Z najciekawszych obiektów we wsi to Kościół,
który jest mocno zaniedbany.
Widać było niewielki wkład w remonty,
został wymieniony dach i brama odnowiona.
Wynikiem zaniedbania jest prawdopodobnie brak funduszy na remonty,
To wszystko wiąże się z biednym społeczeństwem parafii.
Są to tereny po byłych Państwowych Gospodarstwach Rolnych
obecnie w większości utrzymują się z Rent i Emerytur,
młodzieży praktycznie nie ma,
jedynie w sezonie przybywają odwiedzić swoje strony
i powspominać dzieciństwo odwiedzając rodziców
Kościół podlega pod Parafię rzymsko-katolicką p.w. Podwyższenia Krzyża Świętego
w Borecznie
fot. Jaśkowo ok. 1917 rok. (Jäskendorf, Schule, Gärtner- und Försterhaus, Gasthaus)
fot. Jaśkowo Jezioro ok. 1940 rok. (Jäskendorf, Blick vom Schloss zum Jäskendorfer See)
fot. Jaśkowo ok. 1917 rok. (Jäskendorf, Seepartie, Pfarrhaus, Kirche)
fot. Jaśkowo ok. 1940 rok. (Jäskendorf, Schloss)
fot. Jaśkowo ok. 1940 rok. (Jäskendorf, Schloss)
Jaśkowo (niem. Jäskendorf) – wieś w Polsce położona w województwie warmińsko-mazurskim, w powiecie iławskim, w gminie Zalewo. Dawniej znajdowała się w powiecie morąskim.
W latach 1975-1998 miejscowość należała administracyjnie do województwa olsztyńskiego. Wieś nad jeziorem Jaśkowskim, powstała w 1308 r. W latach 1660-1747 należała do rodu Jaskich, później do Fickensteinów - magnackiej rodziny pochodzącej z tego regionu.
We wsi znajduje się murowano-drewniany kościół oraz późnobarokowy pałac z parkiem krajobrazowym.
Wieś założona został na dawnych terenach osadniczych Prusów. Śladem tego okresu jest las nad Jeziorem Jaśkowskim, noszący nazwę Tempelwald (Święty Gaj), później zwany Vierruthen Wald. Dwa kilometry na północ od wsi, nad Jeziorem Młyńskim, znajdują się pozostałości po grodzisku pruskim. Natomiast około 1,5 km na zachód odkryto zniszczony kurhan z młodszej epoki brązu .

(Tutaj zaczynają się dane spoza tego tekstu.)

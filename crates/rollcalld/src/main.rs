use anyhow::{Context, Result};
use rollcall_attendance::{AttendanceSessionManager, DeadlineScheduler, SqliteLedger, StaticAuthorizer, StaticRoster};
use rollcall_core::{GalleryStore, NearestMatcher, OnnxExtractor};
use std::sync::Arc;
use tokio::signal::unix::{signal, SignalKind};
use tokio_util::sync::CancellationToken;
use tracing_subscriber::EnvFilter;

mod capture;
mod config;
mod engine;
mod recognition;

#[tokio::main]
async fn main() -> Result<()> {
    tracing_subscriber::fmt()
        .with_env_filter(EnvFilter::from_default_env())
        .init();

    tracing::info!("rollcalld starting");
    let cfg = config::Config::load()?;

    let store = Arc::new(
        GalleryStore::open(&cfg.gallery_dir, cfg.engine.retain_versions)
            .with_context(|| format!("opening gallery at {}", cfg.gallery_dir.display()))?,
    );
    let backbone = cfg.engine.detector_backbone;
    let extractor = OnnxExtractor::load(&cfg.model_dir, &[backbone], cfg.engine.max_image_dimension)
        .with_context(|| format!("loading models from {}", cfg.model_dir.display()))?;
    let engine = engine::spawn_engine(extractor, NearestMatcher::new(&cfg.engine), Arc::clone(&store), backbone)?;

    if let Some(parent) = cfg.ledger_path.parent() {
        std::fs::create_dir_all(parent)?;
    }
    let ledger = Arc::new(
        SqliteLedger::open(&cfg.ledger_path)
            .with_context(|| format!("opening ledger {}", cfg.ledger_path.display()))?,
    );
    let roster = Arc::new(
        StaticRoster::load(&cfg.roster_path)
            .with_context(|| format!("reading roster {}", cfg.roster_path.display()))?,
    );
    // The daemon only records; edits come through the CLI.
    let manager = Arc::new(AttendanceSessionManager::new(
        cfg.session.clone(),
        ledger,
        roster,
        Arc::new(StaticAuthorizer::new()),
    )?);

    let cancel = CancellationToken::new();
    let scheduler = tokio::spawn(
        DeadlineScheduler::new(Arc::clone(&manager), cfg.deadline_check_interval).run(cancel.clone()),
    );

    std::fs::create_dir_all(&cfg.frame_dir)?;
    let source = capture::DirectoryFrameSource::new(&cfg.frame_dir);
    let recognition = tokio::spawn(
        recognition::RecognitionLoop::new(
            Box::new(source),
            engine,
            manager,
            cfg.class_id.clone(),
            cfg.frame_sample_interval,
        )
        .run(cancel.clone()),
    );

    tracing::info!(
        class_id = %cfg.class_id,
        gallery_version = store.current().version,
        "rollcalld ready"
    );

    let mut hangup = signal(SignalKind::hangup())?;
    let mut terminate = signal(SignalKind::terminate())?;
    loop {
        tokio::select! {
            _ = hangup.recv() => match store.reload() {
                Ok(model) => tracing::info!(version = model.version, "gallery reloaded on SIGHUP"),
                Err(e) => tracing::error!(error = %e, "gallery reload failed; keeping current snapshot"),
            },
            _ = terminate.recv() => break,
            res = tokio::signal::ctrl_c() => {
                res?;
                break;
            }
        }
    }

    tracing::info!("rollcalld shutting down");
    cancel.cancel();
    let _ = recognition.await;
    let _ = scheduler.await;

    Ok(())
}
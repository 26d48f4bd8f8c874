//! Class enrollment and edit authorization, supplied by the caller.

use serde::Deserialize;
use std::collections::{BTreeSet, HashMap};
use std::path::Path;

/// Who is enrolled in a class. Close uses this to synthesize absences.
pub trait ClassRoster: Send + Sync {
    fn enrolled(&self, class_id: &str) -> Vec<String>;
}

/// Whether `actor` may edit attendance for `class_id`.
pub trait EditAuthorizer: Send + Sync {
    fn can_edit(&self, actor: &str, class_id: &str) -> bool;
}

/// In-memory roster, typically loaded from a `{ "7A": ["S1", "S2"] }` file.
#[derive(Debug, Clone, Default, Deserialize)]
#[serde(transparent)]
pub struct StaticRoster {
    classes: HashMap<String, BTreeSet<String>>,
}

impl StaticRoster {
    pub fn new() -> Self {
        Self::default()
    }

    pub fn with_class<I, S>(mut self, class_id: &str, students: I) -> Self
    where
        I: IntoIterator<Item = S>,
        S: Into<String>,
    {
        self.classes
            .entry(class_id.to_string())
            .or_default()
            .extend(students.into_iter().map(Into::into));
        self
    }

    pub fn load(path: &Path) -> Result<Self, std::io::Error> {
        let raw = std::fs::read_to_string(path)?;
        serde_json::from_str(&raw).map_err(|e| std::io::Error::new(std::io::ErrorKind::InvalidData, e))
    }

    pub fn classes(&self) -> impl Iterator<Item = &str> {
        self.classes.keys().map(String::as_str)
    }
}

impl ClassRoster for StaticRoster {
    fn enrolled(&self, class_id: &str) -> Vec<String> {
        self.classes
            .get(class_id)
            .map(|s| s.iter().cloned().collect())
            .unwrap_or_default()
    }
}

/// Actor → classes they may edit. The class `*` grants every class.
#[derive(Debug, Clone, Default, Deserialize)]
#[serde(transparent)]
pub struct StaticAuthorizer {
    grants: HashMap<String, BTreeSet<String>>,
}

impl StaticAuthorizer {
    pub fn new() -> Self {
        Self::default()
    }

    pub fn grant(mut self, actor: &str, class_id: &str) -> Self {
        self.grants
            .entry(actor.to_string())
            .or_default()
            .insert(class_id.to_string());
        self
    }

    /// Load a `{ "actor": ["7A", "*"] }` file.
    pub fn load(path: &Path) -> Result<Self, std::io::Error> {
        let raw = std::fs::read_to_string(path)?;
        serde_json::from_str(&raw).map_err(|e| std::io::Error::new(std::io::ErrorKind::InvalidData, e))
    }
}

impl EditAuthorizer for StaticAuthorizer {
    fn can_edit(&self, actor: &str, class_id: &str) -> bool {
        self.grants
            .get(actor)
            .is_some_and(|classes| classes.contains(class_id) || classes.contains("*"))
    }
}
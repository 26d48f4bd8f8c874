//! Attendance session state machine.
//!
//! One session per (class, date, slot), `Open → Closed`. Each session sits
//! behind its own mutex and keeps a cached view of the ledger. The ledger
//! has the final word: appends and closes re-check state there, so a
//! manager in another process sharing the same ledger cannot cause a second
//! record or a record after close. A conflict refreshes the cached view.
//!
//! Lock order: registry, then session. Nothing takes the registry while
//! holding a session lock.

use crate::config::SessionConfig;
use crate::ledger::{self, Admission, AttendanceLedger, Closure, LedgerError};
use crate::roster::{ClassRoster, EditAuthorizer};
use crate::session::{
    AttendanceRecord, AttendanceStatus, AuditInfo, RecordSource, SessionId, SessionInfo, SessionKey,
    SessionState, SessionSummary,
};
use chrono::{Local, NaiveDateTime};
use rollcall_core::{Identity, MatchResult, MatchVerdict};
use std::collections::{BTreeSet, HashMap};
use std::sync::{Arc, Mutex, MutexGuard, PoisonError};
use thiserror::Error;
use uuid::Uuid;

/// Actor recorded on absences synthesized at close.
pub const SYSTEM_ACTOR: &str = "system";

#[derive(Error, Debug)]
pub enum SessionError {
    #[error("a session is already open for {0}")]
    SessionAlreadyOpen(SessionKey),
    #[error("the session for {0} is closed")]
    SessionClosed(SessionKey),
    #[error("unknown session {0}")]
    UnknownSession(SessionId),
    #[error("unknown attendance record {0}")]
    UnknownRecord(Uuid),
    #[error("'{actor}' may not edit attendance for class {class_id}")]
    Unauthorized { actor: String, class_id: String },
    #[error("status '{0}' cannot be marked manually")]
    InvalidStatus(AttendanceStatus),
    #[error("{identity} is not enrolled in class {class_id}")]
    NotEnrolled { identity: String, class_id: String },
    #[error("deadline {deadline} is not after slot start {slot_start}")]
    InvalidDeadline {
        slot_start: NaiveDateTime,
        deadline: NaiveDateTime,
    },
    #[error("ledger: {0}")]
    Ledger(#[from] LedgerError),
}

/// Why an observation produced no record.
#[derive(Debug, Clone, Copy, PartialEq)]
pub enum IgnoreReason {
    /// The matcher returned unknown.
    Unrecognized(MatchVerdict),
    LowConfidence { confidence: f32, min_confidence: f32 },
    /// Recognized, but not on the session's class roster.
    NotEnrolled,
}

#[derive(Debug, Clone, PartialEq)]
pub enum ObserveOutcome {
    Recorded(AttendanceRecord),
    /// The identity already has a record in this session.
    Duplicate { record_id: Uuid },
    Ignored(IgnoreReason),
    /// The session is closed (or just closed because the observation came after its deadline).
    SessionClosed,
}

impl ObserveOutcome {
    pub fn record(&self) -> Option<&AttendanceRecord> {
        match self {
            ObserveOutcome::Recorded(r) => Some(r),
            _ => None,
        }
    }
}

struct Session {
    info: SessionInfo,
    /// identity → root record id. Anyone in here is never recorded again.
    recorded: HashMap<String, Uuid>,
}

#[derive(Default)]
struct Registry {
    by_id: HashMap<SessionId, Arc<Mutex<Session>>>,
    by_key: HashMap<SessionKey, SessionId>,
}

fn lock<T>(m: &Mutex<T>) -> MutexGuard<'_, T> {
    m.lock().unwrap_or_else(PoisonError::into_inner)
}

/// Rebuild a session's cached view from the ledger.
fn load_session(ledger: &dyn AttendanceLedger, info: SessionInfo) -> Result<Session, SessionError> {
    let recorded = ledger
        .session_records(info.id)?
        .into_iter()
        .filter(|r| r.amends.is_none())
        .map(|r| (r.identity, r.id))
        .collect();
    Ok(Session { info, recorded })
}

/// Result of opening a key: our new session, or one already in the ledger.
enum Opened {
    New(SessionInfo),
    Existing(SessionInfo),
}

pub struct AttendanceSessionManager {
    config: SessionConfig,
    ledger: Arc<dyn AttendanceLedger>,
    roster: Arc<dyn ClassRoster>,
    authorizer: Arc<dyn EditAuthorizer>,
    registry: Mutex<Registry>,
}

Wieś czynszowa lokowana na prawie chełmińskim na 60 włókach w 1308 r. przez komtura dzierzgońskiego Sieghadta von Schwarzburga. Zasadźca - Henryk Bartmann - otrzymał 6 włók wolnych i prawo prowadzenia karczmy oraz połowu ryb w Jeziorze Jaśkowskim. Prawo łowienia ryb w jeziorze uzyskali także mieszkańcy wsi.
Po wojnie trzynastoletniej majątek w Jaskowie przeszedł w ręce rycerzy zaciężnych. Najpierw właścicielem był Paul von Fasolt (XVI w.). W latach 1660-1747 majątek należał do rodziny Köhne von Jaski (po latach zmienili nazwisko na von Jäskendorf), na krótko przeszedł w ręce von Korffów.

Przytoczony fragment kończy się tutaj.